[Saved entries]
Content starts

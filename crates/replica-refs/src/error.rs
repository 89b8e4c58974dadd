//! Error types for reference operations.

use replica_accessor::AccessorError;
use replica_cache::CacheError;
use replica_revisions::RevisionError;
use replica_types::ErrorKind;
use thiserror::Error;

/// Errors that can occur during reference operations.
#[derive(Debug, Clone, PartialEq, Eq, Error)]
pub enum RefError {
    /// The name failed local validation. No external call was made.
    #[error("invalid reference name {name:?}: {reason}")]
    InvalidName { name: String, reason: String },

    /// An argument other than a name was rejected before any external call.
    #[error("invalid argument: {message}")]
    InvalidArgument { message: String },

    /// The operation does not fit the current repository state.
    #[error("{message}")]
    InvalidState { message: String },

    #[error(transparent)]
    Cache(#[from] CacheError),

    #[error(transparent)]
    Revision(#[from] RevisionError),

    #[error(transparent)]
    Accessor(#[from] AccessorError),

    /// A blocking task running the refresh panicked or was cancelled.
    #[error("background task failed: {message}")]
    Task { message: String },
}

impl RefError {
    pub(crate) fn invalid_name(name: &str, reason: impl Into<String>) -> Self {
        Self::InvalidName {
            name: name.to_string(),
            reason: reason.into(),
        }
    }

    pub(crate) fn invalid_state(message: impl Into<String>) -> Self {
        Self::InvalidState {
            message: message.into(),
        }
    }

    pub fn kind(&self) -> ErrorKind {
        match self {
            Self::InvalidName { .. } | Self::InvalidArgument { .. } => ErrorKind::Argument,
            Self::InvalidState { .. } => ErrorKind::State,
            Self::Cache(err) => err.kind(),
            Self::Revision(err) => err.kind(),
            Self::Accessor(err) => err.kind(),
            Self::Task { .. } => ErrorKind::ExternalOperation,
        }
    }
}

/// Convenience type alias for reference operations.
pub type Result<T> = std::result::Result<T, RefError>;

#[cfg(test)]
mod tests {
    use super::*;

    #[test]
    fn kinds_follow_taxonomy() {
        assert_eq!(RefError::invalid_name("a b", "space").kind(), ErrorKind::Argument);
        assert_eq!(RefError::invalid_state("empty").kind(), ErrorKind::State);
        assert_eq!(
            RefError::from(CacheError::ObjectDeleted { name: "dev".into() }).kind(),
            ErrorKind::State
        );
        assert_eq!(
            RefError::from(AccessorError::TagAlreadyExists { name: "v1".into() }).kind(),
            ErrorKind::DomainConflict
        );
        assert_eq!(
            RefError::from(AccessorError::operation("fetch", "network")).kind(),
            ErrorKind::ExternalOperation
        );
    }
}
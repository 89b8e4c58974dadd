use std::fmt;

use chrono::{DateTime, Utc};
use serde::{Deserialize, Serialize};

/// A person known to the repository, identified by name and email.
#[derive(Clone, Debug, PartialEq, Eq, Hash, PartialOrd, Ord, Serialize, Deserialize)]
pub struct User {
    pub name: String,
    pub email: String,
}

impl User {
    pub fn new(name: impl Into<String>, email: impl Into<String>) -> Self {
        Self {
            name: name.into(),
            email: email.into(),
        }
    }
}

impl fmt::Display for User {
    fn fmt(&self, f: &mut fmt::Formatter<'_>) -> fmt::Result {
        write!(f, "{} <{}>", self.name, self.email)
    }
}

/// Author or committer identity together with the time of the action.
#[derive(Clone, Debug, PartialEq, Eq, Serialize, Deserialize)]
pub struct Signature {
    pub user: User,
    pub date: DateTime<Utc>,
}

impl Signature {
    pub fn new(user: User, date: DateTime<Utc>) -> Self {
        Self { user, date }
    }
}

impl fmt::Display for Signature {
    fn fmt(&self, f: &mut fmt::Formatter<'_>) -> fmt::Result {
        write!(f, "{} {}", self.user, self.date.to_rfc3339())
    }
}
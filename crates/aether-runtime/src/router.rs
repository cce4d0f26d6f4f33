//! Ordered command dispatch.

use std::sync::Arc;

use aether_protocols::{BaseRegistry, Command, CommandOutcome, RegistryError};
use tracing::{debug, warn};

/// Static dispatch table of commands. The first command whose
/// `can_handle` accepts the input runs it.
pub struct CommandRouter {
    order: Vec<Arc<dyn Command>>,
    by_name: BaseRegistry<dyn Command>,
}

impl CommandRouter {
    pub fn new() -> Self {
        Self {
            order: Vec::new(),
            by_name: BaseRegistry::new(),
        }
    }

    /// Append a command. Names must be unique.
    pub fn register(&mut self, command: Arc<dyn Command>) -> Result<(), RegistryError> {
        self.by_name.register(command.clone())?;
        self.order.push(command);
        Ok(())
    }

    pub fn get(&self, name: &str) -> Option<Arc<dyn Command>> {
        self.by_name.get(name)
    }

    /// Command names in dispatch order.
    pub fn names(&self) -> Vec<String> {
        self.order.iter().map(|c| c.name().to_string()).collect()
    }

    pub fn len(&self) -> usize {
        self.order.len()
    }

    pub fn is_empty(&self) -> bool {
        self.order.is_empty()
    }

    /// Route one input line. `None` when no command claims it.
    pub async fn route(&self, input: &str) -> Option<CommandOutcome> {
        let input = input.trim();
        if input.is_empty() {
            return None;
        }

        let command = self.order.iter().find(|c| c.can_handle(input))?.clone();
        let name = command.name().to_string();
        debug!(command = %name, "Routing command");

        let line = input.to_string();
        let joined = tokio::spawn(async move { command.run(&line).await }).await;
        let outcome = match joined {
            Ok(Ok(outcome)) => outcome,
            Ok(Err(e)) => CommandOutcome::error(&name, e.to_string()),
            Err(e) => {
                warn!(command = %name, error = %e, "Command panicked");
                CommandOutcome::error(&name, format!("command panicked: {e}"))
            }
        };
        Some(outcome)
    }
}

impl Default for CommandRouter {
    fn default() -> Self {
        Self::new()
    }
}
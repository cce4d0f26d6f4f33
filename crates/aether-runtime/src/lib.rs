//! # Aether Runtime
//!
//! The single long-lived service object. [`AetherRuntime`] is built once
//! from a [`Config`](aether_config::Config) and owns the task store, the
//! handler registry, the runner pool, the orchestrator heartbeat and the
//! command router. Interfaces (CLI, HTTP API) receive it explicitly.

pub mod commands;
pub mod error;
pub mod register;
pub mod router;
pub mod runtime;
pub mod services;

pub use error::RuntimeError;
pub use register::register_builtin_handlers;
pub use router::CommandRouter;
pub use runtime::AetherRuntime;
pub use services::{EnqueueRequest, Services, StoreProbe};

Content ends

> _Brief_: Transcribe the lines above between the line holding "let name = command.name().to_string();" and the line holding "is built once", inclusive, exactly as they stand and with nothing added.

> _Answer to this problem_:
        let name = command.name().to_string();
        debug!(command = %name, "Routing command");

        let line = input.to_string();
        let joined = tokio::spawn(async move { command.run(&line).await }).await;
        let outcome = match joined {
            Ok(Ok(outcome)) => outcome,
            Ok(Err(e)) => CommandOutcome::error(&name, e.to_string()),
            Err(e) => {
                warn!(command = %name, error = %e, "Command panicked");
                CommandOutcome::error(&name, format!("command panicked: {e}"))
            }
        };
        Some(outcome)
    }
}

impl Default for CommandRouter {
    fn default() -> Self {
        Self::new()
    }
}
repository cce4d0f26d6f4f33
filename crates/aether-runtime/src/lib.rs
//! # Aether Runtime
//!
//! The single long-lived service object. [`AetherRuntime`] is built once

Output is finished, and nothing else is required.